- [Supplied records]
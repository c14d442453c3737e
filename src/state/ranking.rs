use crate::state::roster::PlayerTarget;
use serde::{Deserialize, Serialize};
use std::cmp::Ordering;
use std::collections::{HashMap, HashSet};

/// A rating value, or why there is none.
#[derive(Debug, Clone, Copy, PartialEq, Eq, Serialize, Deserialize)]
#[serde(untagged)]
pub enum Rating {
    Value(i64),
    Marker(RatingMarker),
}

#[derive(Debug, Clone, Copy, PartialEq, Eq, Serialize, Deserialize)]
#[serde(rename_all = "kebab-case")]
pub enum RatingMarker {
    /// Scanned, but not on the ladder within the page budget.
    NoData,
    /// Not scanned yet; a background scan is filling it in.
    Updating,
}

impl Rating {
    pub const NO_DATA: Rating = Rating::Marker(RatingMarker::NoData);
    pub const UPDATING: Rating = Rating::Marker(RatingMarker::Updating);

    pub fn value(&self) -> Option<i64> {
        match self {
            Rating::Value(v) => Some(*v),
            Rating::Marker(_) => None,
        }
    }
}

/// Annotation attached by the presentation layer's badge classifier.
#[derive(Debug, Clone, PartialEq, Eq, Serialize, Deserialize)]
pub struct Badge {
    #[serde(rename = "type")]
    pub kind: String,
    pub text: String,
}

/// One player's standing within one season.
#[derive(Debug, Clone, PartialEq, Eq, Serialize, Deserialize)]
#[serde(rename_all = "camelCase")]
pub struct RankEntry {
    pub battle_tag: String,
    pub found: bool,
    /// Position on the full upstream ladder.
    pub rank: Option<u32>,
    pub rating: Rating,
    /// Dense 1..N position among tracked players.
    pub local_rank: usize,
    #[serde(default)]
    pub twitch_user: Option<String>,
    #[serde(default)]
    pub is_live: bool,
    #[serde(default)]
    pub avatar: Option<String>,
    #[serde(default)]
    pub badges: Vec<Badge>,
}

impl RankEntry {
    pub fn unresolved(target: &PlayerTarget) -> Self {
        Self {
            battle_tag: target.id.clone(),
            found: false,
            rank: None,
            rating: Rating::NO_DATA,
            local_rank: 0,
            twitch_user: target.twitch.clone(),
            is_live: false,
            avatar: None,
            badges: Vec::new(),
        }
    }

    pub fn updating(target: &PlayerTarget) -> Self {
        Self {
            rating: Rating::UPDATING,
            ..Self::unresolved(target)
        }
    }

    pub fn key(&self) -> String {
        self.battle_tag.to_lowercase()
    }
}

fn rank_order(a: &RankEntry, b: &RankEntry) -> Ordering {
    match (a.found, b.found) {
        (true, true) => a.rank.unwrap_or(u32::MAX).cmp(&b.rank.unwrap_or(u32::MAX)),
        (true, false) => Ordering::Less,
        (false, true) => Ordering::Greater,
        (false, false) => Ordering::Equal,
    }
}

/// Sort resolved players by upstream rank ahead of unresolved ones (which keep
/// their relative order) and assign dense local ranks 1..N.
pub fn rank_entries(entries: &mut [RankEntry]) {
    entries.sort_by(rank_order);
    for (i, entry) in entries.iter_mut().enumerate() {
        entry.local_rank = i + 1;
    }
}

/// Merge scan results into an existing season.
///
/// A full scan replaces everything. A targeted scan replaces only the entries
/// it carries, appends the ones not seen before and leaves the rest untouched.
/// The result is always re-ranked.
pub fn merge_entries(
    existing: Vec<RankEntry>,
    incoming: Vec<RankEntry>,
    targeted: bool,
) -> Vec<RankEntry> {
    let mut merged = if targeted {
        let mut by_key: HashMap<String, RankEntry> =
            incoming.into_iter().map(|e| (e.key(), e)).collect();
        let mut merged: Vec<RankEntry> = existing
            .into_iter()
            .map(|old| by_key.remove(&old.key()).unwrap_or(old))
            .collect();
        // Appended in a stable order; HashMap iteration is not.
        let mut appended: Vec<RankEntry> = by_key.into_values().collect();
        appended.sort_by_key(|e| e.key());
        merged.extend(appended);
        merged
    } else {
        incoming
    };
    rank_entries(&mut merged);
    merged
}

/// Roster players with no entry in `entries`.
pub fn missing_targets<'a>(
    roster: &'a [PlayerTarget],
    entries: &[RankEntry],
) -> Vec<&'a PlayerTarget> {
    let known: HashSet<String> = entries.iter().map(RankEntry::key).collect();
    roster.iter().filter(|t| !known.contains(&t.full_key)).collect()
}

/// Response-only view: stored entries plus "updating" placeholders for any
/// roster player without one, re-ranked. Nothing here is persisted.
pub fn with_placeholders(entries: &[RankEntry], roster: &[PlayerTarget]) -> Vec<RankEntry> {
    let missing = missing_targets(roster, entries);
    if missing.is_empty() {
        return entries.to_vec();
    }
    let mut view = entries.to_vec();
    view.extend(missing.into_iter().map(RankEntry::updating));
    rank_entries(&mut view);
    view
}

#[cfg(test)]
mod tests {
    use super::*;

    fn found(tag: &str, rank: u32, rating: i64) -> RankEntry {
        RankEntry {
            found: true,
            rank: Some(rank),
            rating: Rating::Value(rating),
            ..RankEntry::unresolved(&PlayerTarget::new(tag, None))
        }
    }

    fn missing(tag: &str) -> RankEntry {
        RankEntry::unresolved(&PlayerTarget::new(tag, None))
    }

    fn tags(entries: &[RankEntry]) -> Vec<&str> {
        entries.iter().map(|e| e.battle_tag.as_str()).collect()
    }

    #[test]
    fn ranking_is_dense_found_first_then_by_rank() {
        let mut entries = vec![
            missing("U1#1"),
            found("B#2", 40, 9000),
            missing("U2#2"),
            found("A#1", 3, 12000),
            found("C#3", 250, 8100),
        ];
        rank_entries(&mut entries);

        assert_eq!(tags(&entries), vec!["A#1", "B#2", "C#3", "U1#1", "U2#2"]);
        let locals: Vec<usize> = entries.iter().map(|e| e.local_rank).collect();
        assert_eq!(locals, vec![1, 2, 3, 4, 5]);
    }

    #[test]
    fn ranking_is_stable_on_rerun() {
        let mut entries = vec![found("A#1", 1, 1), missing("X#1"), missing("Y#1")];
        rank_entries(&mut entries);
        let first = entries.clone();
        rank_entries(&mut entries);
        assert_eq!(entries, first);
    }

    #[test]
    fn full_merge_replaces_everything() {
        let existing = vec![found("A#1", 1, 1), found("B#2", 2, 1)];
        let merged = merge_entries(existing, vec![missing("C#3")], false);
        assert_eq!(tags(&merged), vec!["C#3"]);
        assert_eq!(merged[0].local_rank, 1);
    }

    #[test]
    fn targeted_merge_preserves_untouched_entries() {
        let existing = vec![
            found("A#1", 10, 9000),
            missing("B#2"),
            found("C#3", 5, 9500),
            found("D#4", 80, 8200),
        ];
        let incoming = vec![found("a#1", 12, 8900), found("B#2", 7, 9400)];
        let merged = merge_entries(existing.clone(), incoming, true);

        let c = merged.iter().find(|e| e.battle_tag == "C#3").unwrap();
        let d = merged.iter().find(|e| e.battle_tag == "D#4").unwrap();
        let orig_c = &existing[2];
        let orig_d = &existing[3];
        assert_eq!((c.found, c.rank, c.rating), (orig_c.found, orig_c.rank, orig_c.rating));
        assert_eq!((d.found, d.rank, d.rating), (orig_d.found, orig_d.rank, orig_d.rating));

        let b = merged.iter().find(|e| e.battle_tag == "B#2").unwrap();
        assert!(b.found);
        assert_eq!(merged.len(), 4);
        assert_eq!(tags(&merged), vec!["C#3", "B#2", "a#1", "D#4"]);
    }

    #[test]
    fn targeted_merge_appends_new_players() {
        let merged = merge_entries(vec![found("A#1", 1, 1)], vec![missing("New#9")], true);
        assert_eq!(tags(&merged), vec!["A#1", "New#9"]);
        assert_eq!(merged[1].local_rank, 2);
    }

    #[test]
    fn placeholders_fill_missing_roster_players() {
        let roster = vec![
            PlayerTarget::new("A#1", None),
            PlayerTarget::new("Fresh#5", Some("freshtv".into())),
        ];
        let stored = vec![found("A#1", 4, 9000)];
        let view = with_placeholders(&stored, &roster);

        assert_eq!(view.len(), 2);
        assert_eq!(view[1].battle_tag, "Fresh#5");
        assert_eq!(view[1].rating, Rating::UPDATING);
        assert_eq!(view[1].twitch_user.as_deref(), Some("freshtv"));
        assert_eq!(view[1].local_rank, 2);
    }

    #[test]
    fn rating_serializes_as_number_or_marker() {
        assert_eq!(serde_json::to_string(&Rating::Value(9000)).unwrap(), "9000");
        assert_eq!(serde_json::to_string(&Rating::NO_DATA).unwrap(), "\"no-data\"");
        let back: Rating = serde_json::from_str("\"updating\"").unwrap();
        assert_eq!(back, Rating::UPDATING);
    }
}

- [Task description]
Retype, in the same exact form, the lines of the material above from the line holding "return entries.to_vec();" through the line holding "fn missing(tag: &str)".

- [Exercise response]
        return entries.to_vec();
    }
    let mut view = entries.to_vec();
    view.extend(missing.into_iter().map(RankEntry::updating));
    rank_entries(&mut view);
    view
}

#[cfg(test)]
mod tests {
    use super::*;

    fn found(tag: &str, rank: u32, rating: i64) -> RankEntry {
        RankEntry {
            found: true,
            rank: Some(rank),
            rating: Rating::Value(rating),
            ..RankEntry::unresolved(&PlayerTarget::new(tag, None))
        }
    }

    fn missing(tag: &str) -> RankEntry {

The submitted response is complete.